• _PROBLEM_: Nothing in the records should be altered; retype them all exactly.

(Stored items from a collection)
=== Begin Enclosure ===
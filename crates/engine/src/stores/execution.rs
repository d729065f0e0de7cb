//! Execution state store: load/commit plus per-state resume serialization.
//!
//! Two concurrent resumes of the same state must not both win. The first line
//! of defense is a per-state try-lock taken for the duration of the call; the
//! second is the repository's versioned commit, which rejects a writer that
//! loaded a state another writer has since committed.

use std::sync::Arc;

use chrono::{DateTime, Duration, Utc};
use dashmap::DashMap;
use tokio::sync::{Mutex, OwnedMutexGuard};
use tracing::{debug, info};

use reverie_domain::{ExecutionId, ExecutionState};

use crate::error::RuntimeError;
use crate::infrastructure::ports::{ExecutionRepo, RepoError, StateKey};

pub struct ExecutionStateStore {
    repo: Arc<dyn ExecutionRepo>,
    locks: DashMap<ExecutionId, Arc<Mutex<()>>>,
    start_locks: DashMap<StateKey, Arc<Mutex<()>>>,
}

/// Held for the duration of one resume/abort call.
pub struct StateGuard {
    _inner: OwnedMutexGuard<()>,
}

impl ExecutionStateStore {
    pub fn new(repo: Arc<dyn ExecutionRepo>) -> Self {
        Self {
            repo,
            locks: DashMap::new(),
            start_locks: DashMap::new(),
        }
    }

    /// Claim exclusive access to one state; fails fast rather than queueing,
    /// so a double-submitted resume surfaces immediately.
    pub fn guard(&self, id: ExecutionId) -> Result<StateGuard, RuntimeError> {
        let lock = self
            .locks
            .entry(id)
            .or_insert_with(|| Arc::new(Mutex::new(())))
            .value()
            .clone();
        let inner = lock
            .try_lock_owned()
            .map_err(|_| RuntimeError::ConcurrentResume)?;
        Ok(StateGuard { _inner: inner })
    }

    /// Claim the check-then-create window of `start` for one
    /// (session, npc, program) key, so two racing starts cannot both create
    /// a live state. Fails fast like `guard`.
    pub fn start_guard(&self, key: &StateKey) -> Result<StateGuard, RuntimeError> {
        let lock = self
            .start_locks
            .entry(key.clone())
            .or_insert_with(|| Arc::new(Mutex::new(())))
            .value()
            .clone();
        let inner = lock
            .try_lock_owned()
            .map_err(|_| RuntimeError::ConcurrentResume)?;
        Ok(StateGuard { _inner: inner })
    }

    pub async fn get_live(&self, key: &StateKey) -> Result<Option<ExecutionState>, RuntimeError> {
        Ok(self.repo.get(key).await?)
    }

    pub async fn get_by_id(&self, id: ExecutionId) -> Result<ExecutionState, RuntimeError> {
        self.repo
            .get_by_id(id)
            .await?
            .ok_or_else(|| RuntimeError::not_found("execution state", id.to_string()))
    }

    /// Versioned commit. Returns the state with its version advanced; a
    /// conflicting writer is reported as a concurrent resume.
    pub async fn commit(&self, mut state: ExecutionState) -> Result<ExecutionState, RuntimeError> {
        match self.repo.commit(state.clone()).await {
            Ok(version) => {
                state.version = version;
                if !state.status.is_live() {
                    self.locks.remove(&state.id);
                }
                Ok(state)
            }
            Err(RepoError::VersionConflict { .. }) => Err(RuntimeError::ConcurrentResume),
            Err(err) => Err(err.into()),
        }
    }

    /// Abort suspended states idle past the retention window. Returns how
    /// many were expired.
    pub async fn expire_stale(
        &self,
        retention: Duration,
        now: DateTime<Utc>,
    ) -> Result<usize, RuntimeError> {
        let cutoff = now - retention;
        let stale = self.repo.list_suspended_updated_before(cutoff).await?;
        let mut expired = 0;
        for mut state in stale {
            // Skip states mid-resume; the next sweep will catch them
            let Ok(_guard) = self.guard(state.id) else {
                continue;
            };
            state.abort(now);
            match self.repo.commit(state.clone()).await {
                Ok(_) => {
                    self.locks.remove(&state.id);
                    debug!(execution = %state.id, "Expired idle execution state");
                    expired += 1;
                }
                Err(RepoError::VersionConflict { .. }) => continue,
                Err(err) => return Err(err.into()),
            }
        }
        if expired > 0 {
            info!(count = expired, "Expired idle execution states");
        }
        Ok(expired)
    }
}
=== End Enclosure ===
• _SOLVED PROBLEM_:
filename crates/engine/src/stores/execution.rs
repository d729065f0e0de7cb
//! Execution state store: load/commit plus per-state resume serialization.
//!
//! Two concurrent resumes of the same state must not both win. The first line
//! of defense is a per-state try-lock taken for the duration of the call; the
//! second is the repository's versioned commit, which rejects a writer that
//! loaded a state another writer has since committed.

use std::sync::Arc;

use chrono::{DateTime, Duration, Utc};
use dashmap::DashMap;
use tokio::sync::{Mutex, OwnedMutexGuard};
use tracing::{debug, info};

use reverie_domain::{ExecutionId, ExecutionState};

use crate::error::RuntimeError;
use crate::infrastructure::ports::{ExecutionRepo, RepoError, StateKey};

pub struct ExecutionStateStore {
    repo: Arc<dyn ExecutionRepo>,
    locks: DashMap<ExecutionId, Arc<Mutex<()>>>,
    start_locks: DashMap<StateKey, Arc<Mutex<()>>>,
}

/// Held for the duration of one resume/abort call.
pub struct StateGuard {
    _inner: OwnedMutexGuard<()>,
}

impl ExecutionStateStore {
    pub fn new(repo: Arc<dyn ExecutionRepo>) -> Self {
        Self {
            repo,
            locks: DashMap::new(),
            start_locks: DashMap::new(),
        }
    }

    /// Claim exclusive access to one state; fails fast rather than queueing,
    /// so a double-submitted resume surfaces immediately.
    pub fn guard(&self, id: ExecutionId) -> Result<StateGuard, RuntimeError> {
        let lock = self
            .locks
            .entry(id)
            .or_insert_with(|| Arc::new(Mutex::new(())))
            .value()
            .clone();
        let inner = lock
            .try_lock_owned()
            .map_err(|_| RuntimeError::ConcurrentResume)?;
        Ok(StateGuard { _inner: inner })
    }

    /// Claim the check-then-create window of `start` for one
    /// (session, npc, program) key, so two racing starts cannot both create
    /// a live state. Fails fast like `guard`.
    pub fn start_guard(&self, key: &StateKey) -> Result<StateGuard, RuntimeError> {
        let lock = self
            .start_locks
            .entry(key.clone())
            .or_insert_with(|| Arc::new(Mutex::new(())))
            .value()
            .clone();
        let inner = lock
            .try_lock_owned()
            .map_err(|_| RuntimeError::ConcurrentResume)?;
        Ok(StateGuard { _inner: inner })
    }

    pub async fn get_live(&self, key: &StateKey) -> Result<Option<ExecutionState>, RuntimeError> {
        Ok(self.repo.get(key).await?)
    }

    pub async fn get_by_id(&self, id: ExecutionId) -> Result<ExecutionState, RuntimeError> {
        self.repo
            .get_by_id(id)
            .await?
            .ok_or_else(|| RuntimeError::not_found("execution state", id.to_string()))
    }

    /// Versioned commit. Returns the state with its version advanced; a
    /// conflicting writer is reported as a concurrent resume.
    pub async fn commit(&self, mut state: ExecutionState) -> Result<ExecutionState, RuntimeError> {
        match self.repo.commit(state.clone()).await {
            Ok(version) => {
                state.version = version;
                if !state.status.is_live() {
                    self.locks.remove(&state.id);
                }
                Ok(state)
            }
            Err(RepoError::VersionConflict { .. }) => Err(RuntimeError::ConcurrentResume),
            Err(err) => Err(err.into()),
        }
    }

    /// Abort suspended states idle past the retention window. Returns how
    /// many were expired.
    pub async fn expire_stale(
        &self,
        retention: Duration,
        now: DateTime<Utc>,
    ) -> Result<usize, RuntimeError> {
        let cutoff = now - retention;
        let stale = self.repo.list_suspended_updated_before(cutoff).await?;
        let mut expired = 0;
        for mut state in stale {
            // Skip states mid-resume; the next sweep will catch them
            let Ok(_guard) = self.guard(state.id) else {
                continue;
            };
            state.abort(now);
            match self.repo.commit(state.clone()).await {
                Ok(_) => {
                    self.locks.remove(&state.id);
                    debug!(execution = %state.id, "Expired idle execution state");
                    expired += 1;
                }
                Err(RepoError::VersionConflict { .. }) => continue,
                Err(err) => return Err(err.into()),
            }
        }
        if expired > 0 {
            info!(count = expired, "Expired idle execution states");
        }
        Ok(expired)
    }
}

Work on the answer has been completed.